How to make a phone call

At the stoplight, I checked my side mirror at the car behind me, as I always do, and felt as though I were gazing into a window on the past. The driver sat in her car sobbing, mopping up her tears with a white Kleenex and saying what appeared to be "Oh, my God!" if my lipreading skills are to be trusted. My heart broke for her as I empathetically remembered over and over doing the same thing. Was she alone? I peered as hard as I could in the rearview mirror and right side mirror, but in the dark, rainy night could only make out the shadow of a male shape. How could she be so clear and he so..not? I watched her cry and cry in the two minutes we sat at the light, and after it changed I drove toward the ramp to I-5 South. She kept going straight, and I blamed him. If the cause for her distress were anything other than him, she would not have been driving...he would have made her pull over and either comforted her immediately or taken over driving until she was no longer so upset.

I kept thinking about that woman long after I got home, wondering why the tears, how she happened to have a Kleenex when I never do, and what happened next. Was I right in my assumption that it was the man's fault? In my experience, it always is. From my dad, to the Swine, to Steve, to all the men who hurt the women that wrote to me with their stories when I before I erased this blog because of the Swine back in 2006, I have tale after tale of male-induced horror stories. There are good men, I know, just why so far and few.

But that wasn't meant to be the point of my story. The point of my story is, yet again, that I am happy about the new chapter. The one where I'm not the girl sobbing beside an impassive male or because of a awful betraying male.

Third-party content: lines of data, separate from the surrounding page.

//! Middleware for Roombook.
//!
//! Bearer-token authentication and admin gating. The token's subject is
//! the user id; the user row is re-read on every request, so disabling an
//! account cuts off its tokens immediately.

use axum::{
    body::Body,
    extract::{Request, State},
    middleware::Next,
    response::Response,
    Extension,
};

use crate::{db, error::Error, AppState};

/// User context injected into request extensions after successful
/// authentication.
#[derive(Clone, Debug)]
pub struct AuthUser {
    pub user_id: String,
    pub email: String,
    pub display_name: String,
    /// "admin" or "member"
    pub role: String,
}

impl AuthUser {
    pub fn is_admin(&self) -> bool {
        self.role == "admin"
    }
}

/// Middleware that requires a valid bearer token.
///
/// Extracts the JWT from the Authorization header, validates it, loads
/// the user, and injects [`AuthUser`] into request extensions.
///
/// # Errors
///
/// Returns 401 Unauthorized if the header is missing or malformed, the
/// token fails validation, or the user no longer exists; 403 Forbidden
/// for disabled accounts.
pub async fn require_auth(
    State(state): State<AppState>,
    mut req: Request<Body>,
    next: Next,
) -> Result<Response, Error> {
    let token = req
        .headers()
        .get(axum::http::header::AUTHORIZATION)
        .and_then(|h| h.to_str().ok())
        .and_then(|h| h.strip_prefix("Bearer "))
        .ok_or(Error::Unauthenticated)?;

    let claims = state.auth.verify_token(token)?;

    // The account may have been edited or deleted since the token was
    // issued; the database row is authoritative.
    let user = db::get_user(&state.db, &claims.sub)
        .await
        .map_err(|_| Error::InvalidToken)?;

    if !user.enabled {
        return Err(Error::Forbidden);
    }

    req.extensions_mut().insert(AuthUser {
        user_id: user.id,
        email: user.email,
        display_name: user.display_name,
        role: user.role,
    });

    Ok(next.run(req).await)
}

/// Middleware that requires admin role.
///
/// Must be used AFTER `require_auth`.
pub async fn require_admin(
    Extension(user): Extension<AuthUser>,
    req: Request<Body>,
    next: Next,
) -> Result<Response, Error> {
    if !user.is_admin() {
        return Err(Error::Forbidden);
    }

    Ok(next.run(req).await)
}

In other news, yesterday I had a moment that was hilarious to me:

We just moved into a new place in a town just south of Bellevue, Newcastle, it's called. And we now have a home phone, where before I only had a cellphone. Because Audrey is now old enough to stay home for short periods of time by herself, I want to make sure she can contact me or the police in an emergency. I called her downstairs, so I could show her where the phone was and the list of numbers. "Do you know how to use it," I asked. "No, what do you do?" she said picking up the phone. "Dial my number," I told her, and she punched in the corresponding keys "How do you make it call?" she asked staring at the handset. I laughed..."It's already ringing." "It is??" and she hung the phone up to her ear, "Oh yeah, it is." We heard my cell phone ringing from my room upstairs. "See, that's all it takes." "How do I make it hang up?" she said looking at the handset again. "You just put it down," I answered. "Really?" she said incredulously putting the phone back in its cradle. And with that I taught my daughter how to use an old-fashioned land line...where you don't need a call or end key. How awesome would it have been if we had a rotary phone?